- [Aim of the exercise]: Only the lines containing "logging" belong in the answer; find them in the material below.

- [Task input]:
- - -

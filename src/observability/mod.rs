//! Observability subsystem.
//!
//! # Data Flow
//! ```text
//! Request path produces:
//!     → logging.rs (structured tracing events, request_id field)
//!     → metrics.rs (counters, histograms)
//!
//! Consumers:
//!     → stdout (fmt layer)
//!     → Metrics endpoint (Prometheus scrape, optional)
//! ```

pub mod logging;
pub mod metrics;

- - -

- [Answer]:
//!     → logging.rs (structured tracing events, request_id field)
pub mod logging;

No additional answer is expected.